Overview
Inferential Statistics is the magic of guessing the whole from the part. It allows us to poll 1,000 people and predict how 300 million will vote.
Core Idea
The core idea is generalization. We take a Sample (small group) and infer truths about the Population (everyone), with a calculated margin of error.
Formal Definition
- Null Hypothesis ($H_0$): The default assumption (e.g., “The drug does nothing”).
- Alternative Hypothesis ($H_1$): The interesting theory (e.g., “The drug works”).

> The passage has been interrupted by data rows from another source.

use std::collections::HashMap;
use std::str::FromStr;

use crate::error::Error;

/// Source of concrete values for wildcards.
///
/// Lookups must be side-effect free and return the same candidates in the
/// same order for a fixed dataset. Unknown names give no candidates.
pub trait KnowledgeBase {
  fn by_name(&self, name: &str) -> Vec<String>;
}

impl KnowledgeBase for HashMap<String, Vec<String>> {
  fn by_name(&self, name: &str) -> Vec<String> {
    self.get(name).cloned().unwrap_or_default()
  }
}

/// An in-memory knowledge base that keeps values in insertion order.
///
/// Parses from lines of `name: value | value`:
///
/// ```
/// use gpsrgen::knowledge::{Catalog, KnowledgeBase};
///
/// let kb: Catalog = "
///   person: alice | bob
///   room: living room | kitchen
/// ".parse().unwrap();
///
/// assert_eq!(kb.by_name("room"), vec!["living room", "kitchen"]);
/// assert!(kb.by_name("drink").is_empty());
/// ```
#[derive(Debug, Clone, Default, PartialEq)]
pub struct Catalog {
  entries: HashMap<String, Vec<String>>,
}

impl Catalog {
  pub fn new() -> Self {
    Self::default()
  }

  pub fn insert(&mut self, name: impl Into<String>, value: impl Into<String>) {
    self.entries.entry(name.into()).or_default().push(value.into());
  }

  pub fn len(&self) -> usize {
    self.entries.values().map(Vec::len).sum()
  }

  pub fn is_empty(&self) -> bool {
    self.len() == 0
  }
}

impl KnowledgeBase for Catalog {
  fn by_name(&self, name: &str) -> Vec<String> {
    self.entries.by_name(name)
  }
}

impl FromStr for Catalog {
  type Err = Error;

  fn from_str(s: &str) -> Result<Self, Self::Err> {
    let mut catalog = Self::new();
    for line in s.lines().map(str::trim) {
      if line.is_empty() || line.starts_with('#') {
        continue;
      }
      let Some((name, values)) = line.split_once(':') else {
        return Err(Error::parse(line, "expected `name: value | value`"));
      };
      let name = name.trim();
      if name.is_empty() {
        return Err(Error::parse(line, "missing category name"));
      }
      for value in values.split('|').map(str::trim).filter(|v| !v.is_empty()) {
        catalog.insert(name, value);
      }
    }
    Ok(catalog)
  }
}

#[cfg(test)]
mod tests {
  use super::*;

  #[test]
  fn test_repeated_names_accumulate() {
    let kb: Catalog = "# people\nperson: alice\nperson: bob | carol\n".parse().unwrap();
    assert_eq!(kb.by_name("person"), vec!["alice", "bob", "carol"]);
    assert_eq!(kb.len(), 3);
  }

  #[test]
  fn test_malformed_catalog() {
    assert!("person alice".parse::<Catalog>().is_err());
    assert!(": alice".parse::<Catalog>().is_err());
  }

  #[test]
  fn test_hashmap_knowledge_base() {
    let mut map = HashMap::new();
    map.insert("drink".to_string(), vec!["tea".to_string(), "juice".to_string()]);
    assert_eq!(map.by_name("drink"), vec!["tea", "juice"]);
    assert!(map.by_name("snack").is_empty());
  }
}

- P-Value: The probability of seeing these results if the Null Hypothesis were true. If $p < 0.05$, we reject the Null.
Intuition
- The Jury: The Null Hypothesis is “Innocent until proven guilty.” We need enough evidence (low p-value) to convict.

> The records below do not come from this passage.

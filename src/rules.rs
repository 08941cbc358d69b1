use std::collections::HashMap;
use std::fmt;

use crate::tree::Tree;

/// A nonterminal, written `$name` in grammar files
#[derive(Debug, Clone, PartialEq, Eq, Hash)]
pub struct Symbol {
  pub name: String,
}

impl Symbol {
  pub fn new(name: String) -> Self {
    Self { name }
  }
}

impl fmt::Display for Symbol {
  fn fmt(&self, f: &mut fmt::Formatter<'_>) -> fmt::Result {
    write!(f, "${}", self.name)
  }
}

/// The loaded grammar and its semantic annotations.
///
/// Built up by [`RuleStore::load_rules`] and [`RuleStore::load_semantics`],
/// then only read while generating.
#[derive(Debug, Default)]
pub struct RuleStore {
  /// nonterminal name -> alternatives, in load order. Repeated loads of the
  /// same nonterminal are concatenated without removing duplicates.
  pub rules: HashMap<String, Vec<Tree>>,
  /// production -> semantic form. Later registrations overwrite earlier ones.
  pub semantics: HashMap<Tree, Tree>,
}

impl RuleStore {
  pub fn new() -> Self {
    Self::default()
  }

  pub fn alternatives(&self, symbol: &str) -> &[Tree] {
    self.rules.get(symbol).map(Vec::as_slice).unwrap_or(&[])
  }

  pub fn semantics_for(&self, production: &Tree) -> Option<&Tree> {
    self.semantics.get(production)
  }

  pub(crate) fn add_alternatives(&mut self, symbol: Symbol, alternatives: Vec<Tree>) {
    self
      .rules
      .entry(symbol.name)
      .or_insert_with(Vec::new)
      .extend(alternatives);
  }
}

impl fmt::Display for RuleStore {
  fn fmt(&self, f: &mut fmt::Formatter<'_>) -> fmt::Result {
    let mut symbols = self.rules.keys().collect::<Vec<_>>();
    symbols.sort();
    for symbol in symbols {
      for alternative in &self.rules[symbol] {
        writeln!(f, "${} -> {}", symbol, alternative)?;
      }
    }

    let mut pairs = self
      .semantics
      .iter()
      .map(|(prod, sem)| (prod.to_string(), sem.to_string()))
      .collect::<Vec<_>>();
    pairs.sort();
    for (prod, sem) in pairs {
      writeln!(f, "{}\n{}\n----------------", prod, sem)?;
    }

    Ok(())
  }
}
//! Grounding wildcards against a knowledge base.
//!
//! [`GroundingEngine::search`] enumerates every assignment of candidate
//! values to the wildcards of a tree such that wildcards sharing a name but
//! carrying different ids get different values. The search is depth-first
//! over an explicit stack, so callers can stop pulling at any point.
//!
//! Nothing is memoized: a tree with many unconstrained wildcards has a search
//! space the size of the full product of their candidate lists.

use std::collections::HashMap;
use std::fmt;

use tracing::{trace, warn};

use crate::error::{Error, Result};
use crate::knowledge::KnowledgeBase;
use crate::tree::{Tree, Wildcard};

/// The order wildcards are resolved in. Constraints only point from later
/// wildcards back to earlier ones, which is enough because the search fills
/// wildcards in this same order.
fn traversal(tree: &Tree) -> impl Iterator<Item = &Wildcard> {
  tree.wildcards()
}

#[derive(Debug, Clone, PartialEq)]
enum Constraint {
  /// Unresolved; must differ from whatever these wildcards were given
  DistinctFrom(Vec<Wildcard>),
  Fixed(String),
}

/// Per-wildcard distinctness bookkeeping for one search branch.
///
/// Wildcards without an id never get an entry and never constrain others.
#[derive(Debug, Clone, Default, PartialEq)]
pub struct Constraints(HashMap<Wildcard, Constraint>);

impl Constraints {
  pub fn build(tree: &Tree) -> Self {
    let mut entries = HashMap::new();
    let mut processed: Vec<&Wildcard> = Vec::new();

    for wildcard in traversal(tree).filter(|w| !w.is_free()) {
      let earlier = processed
        .iter()
        .filter(|v| v.name == wildcard.name && v.id != wildcard.id)
        .map(|v| (*v).clone())
        .collect();
      entries.insert(wildcard.clone(), Constraint::DistinctFrom(earlier));
      if !processed.contains(&wildcard) {
        processed.push(wildcard);
      }
    }

    Self(entries)
  }

  /// The earlier wildcards `wildcard` must differ from, while unresolved
  pub fn distinct_from(&self, wildcard: &Wildcard) -> &[Wildcard] {
    match self.0.get(wildcard) {
      Some(Constraint::DistinctFrom(others)) => others.as_slice(),
      _ => &[],
    }
  }

  pub fn value_of(&self, wildcard: &Wildcard) -> Option<&str> {
    match self.0.get(wildcard) {
      Some(Constraint::Fixed(value)) => Some(value.as_str()),
      _ => None,
    }
  }

  fn admits(&self, wildcard: &Wildcard, candidate: &str) -> bool {
    // resolved wildcards are substituted out of the tree, so only open ones
    // are ever checked here
    match self.0.get(wildcard) {
      Some(Constraint::DistinctFrom(others)) => {
        others.iter().all(|other| self.value_of(other) != Some(candidate))
      }
      _ => true,
    }
  }

  fn fix(&mut self, wildcard: &Wildcard, value: &str) {
    self
      .0
      .insert(wildcard.clone(), Constraint::Fixed(value.to_string()));
  }
}

/// Grounds trees against a borrowed knowledge base
pub struct GroundingEngine<'kb, K: KnowledgeBase + ?Sized> {
  kb: &'kb K,
}

impl<'kb, K: KnowledgeBase + ?Sized> GroundingEngine<'kb, K> {
  pub fn new(kb: &'kb K) -> Self {
    Self { kb }
  }

  /// Lazily enumerates every grounding of `tree`. Each call starts a fresh
  /// search; `tree` itself is never modified.
  pub fn search(&self, tree: &Tree) -> Groundings<'kb, K> {
    Groundings {
      kb: self.kb,
      start: Some((tree.clone(), Constraints::build(tree))),
      stack: Vec::new(),
    }
  }

  /// The first grounding `search` would produce
  pub fn ground(&self, tree: &Tree) -> Result<Tree> {
    self
      .search(tree)
      .next()
      .ok_or_else(|| Error::NoGroundingFound {
        tree: tree.to_string(),
      })
  }
}

/// One open choice point: a partially grounded tree and the candidates
/// left to try for its next wildcard
struct Frame {
  tree: Tree,
  constraints: Constraints,
  wildcard: Wildcard,
  candidates: std::vec::IntoIter<String>,
}

impl Frame {
  fn next_admissible(&mut self) -> Option<String> {
    let Self {
      constraints,
      wildcard,
      candidates,
      ..
    } = self;
    candidates.find(|c| constraints.admits(wildcard, c))
  }
}

impl fmt::Debug for Frame {
  fn fmt(&self, f: &mut fmt::Formatter<'_>) -> fmt::Result {
    write!(f, "Frame({} at {})", self.wildcard, self.tree)
  }
}

/// Iterator returned by [`GroundingEngine::search`]
pub struct Groundings<'kb, K: KnowledgeBase + ?Sized> {
  kb: &'kb K,
  start: Option<(Tree, Constraints)>,
  stack: Vec<Frame>,
}

impl<K: KnowledgeBase + ?Sized> Groundings<'_, K> {
  /// Returns the tree if it is fully grounded, otherwise opens a frame for
  /// its first remaining wildcard
  fn descend(&mut self, tree: Tree, constraints: Constraints) -> Option<Tree> {
    let Some(wildcard) = traversal(&tree).next().cloned() else {
      return Some(tree);
    };

    let candidates = self.kb.by_name(&wildcard.name);
    if candidates.is_empty() {
      warn!(%wildcard, "no candidates in knowledge base");
    }
    trace!(
      depth = self.stack.len(),
      %wildcard,
      candidates = candidates.len(),
      "opening frame"
    );

    self.stack.push(Frame {
      tree,
      constraints,
      wildcard,
      candidates: candidates.into_iter(),
    });
    None
  }
}

impl<K: KnowledgeBase + ?Sized> Iterator for Groundings<'_, K> {
  type Item = Tree;

  fn next(&mut self) -> Option<Tree> {
    if let Some((tree, constraints)) = self.start.take() {
      if let Some(grounded) = self.descend(tree, constraints) {
        return Some(grounded);
      }
    }

    while let Some(frame) = self.stack.last_mut() {
      let Some(candidate) = frame.next_admissible() else {
        // exhausted, backtrack
        self.stack.pop();
        continue;
      };

      let mut constraints = frame.constraints.clone();
      constraints.fix(&frame.wildcard, &candidate);
      let tree = frame.tree.substitute(&frame.wildcard, &candidate);

      if let Some(grounded) = self.descend(tree, constraints) {
        return Some(grounded);
      }
    }

    None
  }
}

#[cfg(test)]
mod tests {
  use std::cell::Cell;
  use std::collections::HashSet;

  use super::*;
  use crate::knowledge::Catalog;
  use crate::parse_grammar::{GrammarParser, Notation};

  fn tree(s: &str) -> Tree {
    Notation.parse_sequence(s).unwrap()
  }

  fn people(names: &[&str]) -> Catalog {
    let mut kb = Catalog::new();
    for name in names {
      kb.insert("person", *name);
    }
    kb
  }

  fn all(kb: &Catalog, s: &str) -> Vec<String> {
    GroundingEngine::new(kb)
      .search(&tree(s))
      .map(|t| t.to_string())
      .collect()
  }

  #[test]
  fn test_coindexed_wildcards_differ() {
    let kb = people(&["alice", "bob"]);
    assert_eq!(
      all(&kb, "{person 1} greets {person 2}"),
      vec!["alice greets bob", "bob greets alice"]
    );
  }

  #[test]
  fn test_unsatisfiable() {
    let kb = people(&["alice"]);
    let t = tree("{person 1} greets {person 2}");
    let engine = GroundingEngine::new(&kb);

    assert_eq!(engine.search(&t).count(), 0);
    assert!(matches!(
      engine.ground(&t),
      Err(Error::NoGroundingFound { .. })
    ));
  }

  #[test]
  fn test_unknown_name_gives_nothing() {
    let kb = people(&["alice"]);
    assert!(all(&kb, "bring the {drink}").is_empty());
  }

  #[test]
  fn test_free_wildcards_may_repeat() {
    let kb = people(&["alice", "bob"]);
    assert_eq!(
      all(&kb, "{person} greets {person 1}"),
      vec![
        "alice greets alice",
        "alice greets bob",
        "bob greets alice",
        "bob greets bob",
      ]
    );
  }

  #[test]
  fn test_repeated_wildcard_gets_one_value() {
    let kb = people(&["alice", "bob"]);
    assert_eq!(
      all(&kb, "{person 1} said {person 1} left"),
      vec!["alice said alice left", "bob said bob left"]
    );
  }

  #[test]
  fn test_completeness() {
    let mut kb = people(&["alice", "bob", "carol"]);
    kb.insert("room", "kitchen");
    kb.insert("room", "bedroom");

    let groundings = all(&kb, "{person 1} {person 2} {person 3} in the {room}");
    // 3! orderings of people times 2 rooms
    assert_eq!(groundings.len(), 12);
    let unique = groundings.iter().collect::<HashSet<_>>();
    assert_eq!(unique.len(), groundings.len());

    for g in groundings.iter() {
      let words = g.split(' ').collect::<Vec<_>>();
      assert_ne!(words[0], words[1]);
      assert_ne!(words[1], words[2]);
      assert_ne!(words[0], words[2]);
    }
  }

  #[test]
  fn test_grounding_leaves_input_alone() {
    let kb = people(&["alice", "bob"]);
    let t = tree("{person 1} greets {person 2}");
    let grounded = GroundingEngine::new(&kb).ground(&t).unwrap();

    assert_eq!(grounded.to_string(), "alice greets bob");
    assert!(!grounded.has_placeholders());
    assert_eq!(t.wildcards().count(), 2);
  }

  #[test]
  fn test_search_restarts_from_the_top() {
    let kb = people(&["alice", "bob", "carol"]);
    let t = tree("{person 1} and {person 2}");
    let engine = GroundingEngine::new(&kb);
    let first = engine.search(&t).collect::<Vec<_>>();
    let second = engine.search(&t).collect::<Vec<_>>();
    assert_eq!(first.len(), 6);
    assert_eq!(first, second);
  }

  #[test]
  fn test_constraints_point_backwards() {
    let t = tree("{person 1} {room 1} {person 2} {person} {person 3}");
    let constraints = Constraints::build(&t);
    let p = |id: &str| Wildcard::with_id("person", id);

    assert!(constraints.distinct_from(&p("1")).is_empty());
    assert_eq!(constraints.distinct_from(&p("2")), &[p("1")]);
    assert_eq!(constraints.distinct_from(&p("3")), &[p("1"), p("2")]);
    assert!(constraints.distinct_from(&Wildcard::with_id("room", "1")).is_empty());
    assert_eq!(constraints.0.get(&Wildcard::new("person")), None);
  }

  struct CountingKb {
    lookups: Cell<usize>,
  }

  impl KnowledgeBase for CountingKb {
    fn by_name(&self, _name: &str) -> Vec<String> {
      self.lookups.set(self.lookups.get() + 1);
      (0..10).map(|i| i.to_string()).collect()
    }
  }

  #[test]
  fn test_search_is_lazy() {
    let kb = CountingKb {
      lookups: Cell::new(0),
    };
    // 10^8 groundings if fully enumerated
    let t = Tree::sequence(
      (0..8)
        .map(|i| Tree::wildcard(Wildcard::new(format!("n{}", i))))
        .collect(),
    );

    let first = GroundingEngine::new(&kb)
      .search(&t)
      .take(3)
      .map(|t| t.to_string())
      .collect::<Vec<_>>();

    assert_eq!(
      first,
      vec![
        "0 0 0 0 0 0 0 0",
        "0 0 0 0 0 0 0 1",
        "0 0 0 0 0 0 0 2"
      ]
    );
    // one lookup per level on the way down, nothing more
    assert_eq!(kb.lookups.get(), 8);
  }

  #[test]
  fn test_dyn_knowledge_base() {
    let kb = people(&["alice", "bob"]);
    let dynamic: &dyn KnowledgeBase = &kb;
    let engine = GroundingEngine::new(dynamic);
    assert_eq!(engine.search(&tree("{person 1} {person 2}")).count(), 2);
  }
}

- Confidence Interval: “We are 95% sure the true number is between X and Y.”
Examples
- Drug Trials: Does the group taking the pill get better faster than the Placebo group? We use a T-test to check if the difference is “Statistically Significant” or just luck.
- Election Polling: “Biden leads by 4 points $\pm$ 3%.”
Common Misconceptions
- Misconception: $p=0.05$ means there is a 95% chance the hypothesis is true.
- Correction: No. It means there is a 5% chance you’d see this data if the hypothesis were false. It’s about the data, not the theory.
- Misconception: Significant means Important.
- Correction: With a huge sample, a tiny difference (0.1%) can be “statistically significant,” but practically useless.
Related Concepts
- Sampling Bias: If your sample is bad (only calling landlines), your inference is trash.
- Bayesian Statistics: An alternative approach to inference.
Applications
- Science: The foundation of the scientific method.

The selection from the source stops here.